Çözüm ve Empati Arasında Bir Denge
İşte o anda Emir anladı: Bazı kerih duygular, çözülmek değil, hissedilmek isterdi. Kimi zaman strateji değil, sessizlik iyileştirirdi. Ve kimi zaman bir kelime, sadece anlamıyla değil, yaşattığıyla öğretirdi.
“Kerih” kelimesi, Arapçada hoş olmayan her şeyi tarif ederken bize bir hayat dersi verir: İnsan bazen kötü görüneni hemen ortadan kaldırmaya çalışır, ama bazen o kötü hislerin içinde büyüyen bir anlayış vardır. Birinin gözyaşına çözüm üretmekten önce onu dinlemek gerekir. Bir kelime bile, bir insanın iç dünyasını anlamaya giden köprü olabilir.

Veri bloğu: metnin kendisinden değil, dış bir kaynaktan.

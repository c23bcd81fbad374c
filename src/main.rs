use std::path::PathBuf;

use anyhow::Context;
use clap::Parser;
use serde::Serialize;

use sitrep_extract::config::{EnrichmentMode, PipelineConfig};
use sitrep_extract::pipeline::document::MemoryDocument;
use sitrep_extract::{Column, ExtractedRecord, ExtractionPipeline};

/// Extract normalized incident records from a converted report.
#[derive(Parser)]
#[command(name = "sitrep-extract")]
#[command(version, about, long_about = None)]
struct Cli {
    /// Converted document: `.txt`/`.md` text, or `.json` with `text` and `tables`
    input: PathBuf,

    /// Pipeline config file (JSON)
    #[arg(long)]
    config: Option<PathBuf>,

    /// Enrichment mode: off, fill or owned
    #[arg(long)]
    enrichment: Option<EnrichmentMode>,

    /// Enrichment worker count
    #[arg(long)]
    workers: Option<usize>,

    /// Pretty-print the JSON output
    #[arg(long)]
    pretty: bool,
}

#[derive(Serialize)]
struct ColumnInfo {
    key: &'static str,
    label: &'static str,
}

#[derive(Serialize)]
struct Report<'a> {
    status: &'static str,
    structure: String,
    records: usize,
    dropped: usize,
    failed: usize,
    enrichment_degraded: usize,
    columns: Vec<ColumnInfo>,
    data: &'a [ExtractedRecord],
}

fn load_config(cli: &Cli) -> anyhow::Result<PipelineConfig> {
    let mut config = match &cli.config {
        Some(path) => PipelineConfig::from_json_file(path)
            .with_context(|| format!("loading config {}", path.display()))?,
        None => PipelineConfig::default(),
    };
    config.apply_env_overrides();

    if let Some(mode) = cli.enrichment {
        config.enrichment.mode = mode;
    }
    if let Some(workers) = cli.workers {
        config.enrichment.workers = workers;
    }
    Ok(config)
}

fn main() -> anyhow::Result<()> {
    sitrep_extract::init_tracing();
    let cli = Cli::parse();

    let config = load_config(&cli)?;
    tracing::info!(
        version = sitrep_extract::config::APP_VERSION,
        enrichment = %config.enrichment.mode,
        "Starting {}",
        sitrep_extract::config::APP_NAME
    );

    let doc = MemoryDocument::load(&cli.input)
        .with_context(|| format!("reading {}", cli.input.display()))?;
    let pipeline = ExtractionPipeline::new(config)?;
    let output = pipeline.run(&doc)?;

    let report = Report {
        status: "success",
        structure: output.structure.to_string(),
        records: output.records.len(),
        dropped: output.dropped,
        failed: output.failed,
        enrichment_degraded: output.enrichment_degraded,
        columns: output
            .columns()
            .iter()
            .map(|c: &Column| ColumnInfo {
                key: c.key(),
                label: c.label(),
            })
            .collect(),
        data: &output.records,
    };

    let json = if cli.pretty {
        serde_json::to_string_pretty(&report)?
    } else {
        serde_json::to_string(&report)?
    };
    println!("{json}");
    Ok(())
}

Son Söz: Kerih’in Bizdeki Yansıması
Hayatın her alanında karşımıza çıkan kerih duygular vardır. Bir tartışmada söylenen söz, bir dostun sessizliği ya da bir hayalin yıkılışı… Hepsi içimizde küçük izler bırakır. Ama o izler, bizi daha derin, daha insani ve daha anlayışlı yapar. Çünkü kerih olanı tanımadan, güzel olanın değerini bilemeyiz.

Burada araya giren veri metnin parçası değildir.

//! Stateless pattern helpers shared by the field extractors: dates, keyword
//! matchers, rank-prefixed names, and char-safe truncation.

use std::sync::LazyLock;

use chrono::NaiveDate;
use regex::Regex;

use super::RuleError;

// ──────────────────────────────────────────────
// Dates
// ──────────────────────────────────────────────

/// `15-Jan-24`, `15 Jan 2024`, `3-Sept-23`.
static DATE: LazyLock<Regex> = LazyLock::new(|| {
    Regex::new(r"\b(\d{1,2})[-\s/]([A-Za-z]{3,4})[-\s/]\s?(\d{4}|\d{2})\b").expect("valid regex")
});

/// Find the first calendar-valid date and return it as written.
///
/// The month token is checked against real month abbreviations, so a match
/// like `12 abc 24` is skipped rather than reported.
pub fn find_date(text: &str) -> Option<String> {
    DATE.captures_iter(text).find_map(|caps| {
        let day = &caps[1];
        let month = caps[2].get(..3)?;
        let year = &caps[3];
        let normalized = format!("{day}-{month}-{year}");
        let format = if year.len() == 4 { "%d-%b-%Y" } else { "%d-%b-%y" };
        NaiveDate::parse_from_str(&normalized, format)
            .ok()
            .map(|_| caps[0].to_string())
    })
}

// ──────────────────────────────────────────────
// Keyword matchers
// ──────────────────────────────────────────────

/// A compiled keyword test with the label it yields.
#[derive(Debug, Clone)]
pub struct KeywordMatcher {
    regex: Regex,
    pub label: String,
}

impl KeywordMatcher {
    /// Case-insensitive match anchored at a word start. With `whole_word`
    /// the keyword must also end at a word boundary (`post` does not match
    /// `posted`); without it, `gren` matches `grenades`.
    pub fn compile(keyword: &str, label: &str, whole_word: bool) -> Result<Self, RuleError> {
        let keyword = keyword.trim();
        if keyword.is_empty() {
            return Err(RuleError::EmptyKeyword(label.to_string()));
        }
        let mut pattern = String::from("(?i)");
        if keyword.starts_with(|c: char| c.is_alphanumeric()) {
            pattern.push_str(r"\b");
        }
        pattern.push_str(&regex::escape(keyword));
        if whole_word && keyword.ends_with(|c: char| c.is_alphanumeric()) {
            pattern.push_str(r"\b");
        }
        let regex = Regex::new(&pattern).map_err(|e| RuleError::InvalidPattern {
            keyword: keyword.to_string(),
            reason: e.to_string(),
        })?;
        Ok(Self {
            regex,
            label: label.to_string(),
        })
    }

    pub fn is_match(&self, text: &str) -> bool {
        self.regex.is_match(text)
    }
}

/// Exact, case-sensitive whole-token match for short codes such as `J&K`.
pub fn compile_token(token: &str) -> Result<Regex, RuleError> {
    let pattern = format!(
        r"(?:^|[^A-Za-z0-9&]){}(?:[^A-Za-z0-9&]|$)",
        regex::escape(token.trim())
    );
    Regex::new(&pattern).map_err(|e| RuleError::InvalidPattern {
        keyword: token.to_string(),
        reason: e.to_string(),
    })
}

// ──────────────────────────────────────────────
// Names
// ──────────────────────────────────────────────

/// Ranks and titles that prefix a leader's name, longest first.
pub const RANK: &str = r"(?:Lt\s+Gen|Maj\s+Gen|Lt\s+Col|Sgt\s+Maj|Brig|Col|Maj|Capt|Lt|Sgt|Gen|Cdr|Chairman|President)";

/// Capitalised personal name of one to four words.
pub const NAME: &str = r"[A-Z][a-z]+(?:\s+[A-Z][a-z]+){0,3}";

/// `SS Col Tom Wangsu`, `Capt Ningthou`.
pub fn ranked_name() -> String {
    format!(r"(?:SS\s+)?{RANK}\.?\s+{NAME}")
}

// ──────────────────────────────────────────────
// Text helpers
// ──────────────────────────────────────────────

/// Truncate to at most `max` characters without splitting a code point.
pub fn truncate_chars(text: &str, max: usize) -> String {
    match text.char_indices().nth(max) {
        Some((byte, _)) => text[..byte].to_string(),
        None => text.to_string(),
    }
}

/// Collapse every whitespace run (including newlines) to a single space.
pub fn collapse_whitespace(text: &str) -> String {
    text.split_whitespace().collect::<Vec<_>>().join(" ")
}

/// Trim and map empty strings to `None`.
pub fn non_empty(text: &str) -> Option<String> {
    let t = text.trim();
    if t.is_empty() {
        None
    } else {
        Some(t.to_string())
    }
}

Zeynep ve Emir’in hikâyesi bize gösteriyor ki, kelimeler yalnızca sözlükte var olmaz; onlar, yaşadıklarımızla şekillenir. “Kerih” de bunlardan biridir. Belki bir duvar yazısı olarak karşımıza çıkar, belki bir gözyaşında gizlenir. Ama her seferinde bize insan olmanın karmaşık, ama bir o kadar da büyüleyici yanını hatırlatır.
Şimdi dur ve düşün: Hayatında seni rahatsız eden, hoş olmayan, “kerih” dediğin duygular neler? Belki de onların içinde, en değerli derslerini saklıyorsundur.